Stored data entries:

_ _ _ _ _

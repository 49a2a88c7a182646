//! The typed-value decoder: a small, self-describing dynamic type system
//! decoded from a tag byte plus a tag-directed payload.
//!
//! Mirrors `protocol/photon/decode_reliable_message.go`'s `decodeType` and
//! its slice/dictionary helpers, but as a closed Rust sum type instead of
//! `interface{}`.

use enum_primitive_derive::Primitive;
use num_traits::FromPrimitive;

use super::cursor::ByteReader;
use super::error::DecodeError;

/// Type tag bytes, as observed on the wire. Two values are accepted as
/// alternate spellings of another tag (`0` for `Nil`, `7` for `Int16`);
/// [`Tag::decode`] folds both into their canonical discriminant before
/// looking the byte up, the same way `MessageTag` folds the alternate
/// operation-response type byte into `7`.
#[repr(u8)]
#[derive(Debug, Copy, Clone, Eq, PartialEq, Primitive)]
pub enum Tag {
    Nil = 42,
    Int8 = 98,
    Int16 = 107,
    Int32 = 105,
    Int64 = 108,
    Float32 = 102,
    Double = 100,
    String = 115,
    Boolean = 111,
    Int8Slice = 120,
    Slice = 121,
    Dictionary = 68,
}

impl Tag {
    /// Resolves a raw wire tag byte to a [`Tag`], folding in the two
    /// alternate spellings observed on the wire. Unknown bytes fail with
    /// the raw byte (not the normalized one), so the error reports what
    /// the peer actually sent.
    pub fn decode(raw: u8) -> Result<Self, DecodeError> {
        let normalized = match raw {
            0 => Tag::Nil as u8,
            7 => Tag::Int16 as u8,
            other => other,
        };
        Tag::from_u8(normalized).ok_or(DecodeError::UnknownTypeTag(raw))
    }
}

/// Raw tag byte constants, for code that needs the wire byte itself rather
/// than a decoded [`Tag`] — storing an array's element type alongside its
/// decoded children, and building literal test fixtures.
pub mod tag {
    use super::Tag;

    pub const NIL: u8 = Tag::Nil as u8;
    pub const INT8: u8 = Tag::Int8 as u8;
    pub const INT16: u8 = Tag::Int16 as u8;
    pub const INT32: u8 = Tag::Int32 as u8;
    pub const INT64: u8 = Tag::Int64 as u8;
    pub const FLOAT32: u8 = Tag::Float32 as u8;
    pub const DOUBLE: u8 = Tag::Double as u8;
    pub const STRING: u8 = Tag::String as u8;
    pub const BOOLEAN: u8 = Tag::Boolean as u8;
    pub const INT8_SLICE: u8 = Tag::Int8Slice as u8;
    pub const SLICE: u8 = Tag::Slice as u8;
    pub const DICTIONARY: u8 = Tag::Dictionary as u8;
}

/// A decoded Photon parameter value.
///
/// `Array` covers both the wire's "typed array" (a flat, homogeneously
/// typed slice) and "array of array"/"array of byteslice" cases: rather
/// than parametrizing the variant by element type (which a closed Rust enum
/// can't express directly), the element type tag travels alongside the
/// decoded children, which are themselves `TypedValue`s of that tag.
#[derive(Debug, Clone, PartialEq)]
pub enum TypedValue {
    /// The absence of a value.
    Nil,
    /// A signed 8-bit integer.
    Int8(i8),
    /// A signed 16-bit integer.
    Int16(i16),
    /// A signed 32-bit integer.
    Int32(i32),
    /// A signed 64-bit integer.
    Int64(i64),
    /// A 32-bit float.
    Float32(f32),
    /// A 64-bit float.
    Double(f64),
    /// A boolean.
    Bool(bool),
    /// A UTF-8 string.
    String(String),
    /// A raw byte slice, encoded over the wire as signed bytes.
    ByteSlice(Vec<i8>),
    /// A homogeneous array of values of the given element type tag.
    Array(u8, Vec<TypedValue>),
    /// A mapping of decoded key to decoded value, in insertion order
    /// (last write for a duplicate key wins).
    Dictionary(Vec<(TypedValue, TypedValue)>),
}

impl TypedValue {
    /// A short name of this value's shape, for type-mismatch error messages.
    pub fn kind_name(&self) -> &'static str {
        match self {
            TypedValue::Nil => "nil",
            TypedValue::Int8(_) => "int8",
            TypedValue::Int16(_) => "int16",
            TypedValue::Int32(_) => "int32",
            TypedValue::Int64(_) => "int64",
            TypedValue::Float32(_) => "float32",
            TypedValue::Double(_) => "double",
            TypedValue::Bool(_) => "bool",
            TypedValue::String(_) => "string",
            TypedValue::ByteSlice(_) => "byte slice",
            TypedValue::Array(..) => "array",
            TypedValue::Dictionary(_) => "dictionary",
        }
    }

    /// Widens any integer variant to `i64`. Used by the `Integer`/`Long`
    /// field coercions in the registry.
    pub fn as_widened_integer(&self) -> Option<i64> {
        match *self {
            TypedValue::Int8(v) => Some(v as i64),
            TypedValue::Int16(v) => Some(v as i64),
            TypedValue::Int32(v) => Some(v as i64),
            TypedValue::Int64(v) => Some(v),
            _ => None,
        }
    }

    /// Returns the inner string, if this is a [`TypedValue::String`].
    /// `Nil` also yields an empty string, matching the debug-string field's
    /// treatment of a response that carries no message.
    pub fn as_string(&self) -> Option<&str> {
        match self {
            TypedValue::String(s) => Some(s.as_str()),
            TypedValue::Nil => Some(""),
            _ => None,
        }
    }
}

/// Decodes one value given its type tag.
pub fn decode_value(r: &mut ByteReader, type_tag: u8) -> Result<TypedValue, DecodeError> {
    match Tag::decode(type_tag)? {
        Tag::Nil => Ok(TypedValue::Nil),
        Tag::Int8 => Ok(TypedValue::Int8(r.read_i8()?)),
        Tag::Int16 => Ok(TypedValue::Int16(r.read_i16()?)),
        Tag::Int32 => Ok(TypedValue::Int32(r.read_i32()?)),
        Tag::Int64 => Ok(TypedValue::Int64(r.read_i64()?)),
        Tag::Float32 => Ok(TypedValue::Float32(r.read_f32()?)),
        Tag::Double => Ok(TypedValue::Double(r.read_f64()?)),
        Tag::Boolean => decode_bool(r).map(TypedValue::Bool),
        Tag::String => Ok(TypedValue::String(r.read_string()?)),
        Tag::Int8Slice => Ok(TypedValue::ByteSlice(r.read_i8_slice()?)),
        Tag::Slice => decode_array(r),
        Tag::Dictionary => decode_dictionary(r),
    }
}

fn decode_bool(r: &mut ByteReader) -> Result<bool, DecodeError> {
    match r.read_u8()? {
        0 => Ok(false),
        1 => Ok(true),
        other => Err(DecodeError::BadBoolean(other)),
    }
}

fn decode_array(r: &mut ByteReader) -> Result<TypedValue, DecodeError> {
    let length = r.read_u16()? as usize;
    let element_tag = r.read_u8()?;

    let mut items = Vec::with_capacity(length.min(4096));
    for _ in 0..length {
        // Each element is self-delimited by its own tag's decode routine
        // (e.g. a nested `Slice` reads its own length+type header, and a
        // nested `Int8Slice` reads its own length prefix), so no extra tag
        // byte precedes individual elements here.
        items.push(decode_value(r, element_tag)?);
    }

    Ok(TypedValue::Array(element_tag, items))
}

fn decode_dictionary(r: &mut ByteReader) -> Result<TypedValue, DecodeError> {
    let declared_key_tag = r.read_u8()?;
    let declared_value_tag = r.read_u8()?;
    let size = r.read_u16()? as usize;

    let mut entries: Vec<(TypedValue, TypedValue)> = Vec::with_capacity(size.min(4096));
    for _ in 0..size {
        let key_tag = resolve_entry_tag(r, declared_key_tag)?;
        let key = decode_value(r, key_tag)?;
        let value_tag = resolve_entry_tag(r, declared_value_tag)?;
        let value = decode_value(r, value_tag)?;

        if let Some(slot) = entries.iter_mut().find(|(k, _)| *k == key) {
            slot.1 = value;
        } else {
            entries.push((key, value));
        }
    }

    Ok(TypedValue::Dictionary(entries))
}

/// If the dictionary declared its key (or value) type as `Nil`, each entry
/// carries its own override tag; otherwise every entry uses the declared tag.
fn resolve_entry_tag(r: &mut ByteReader, declared: u8) -> Result<u8, DecodeError> {
    if declared == 0 || declared == tag::NIL {
        r.read_u8()
    } else {
        Ok(declared)
    }
}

_ _ _ _ _

PROBLEM DETAILS
Pull every line containing "alongside" out of the data above.

ANSWER TO THIS TASK
/// than a decoded [`Tag`] — storing an array's element type alongside its
/// can't express directly), the element type tag travels alongside the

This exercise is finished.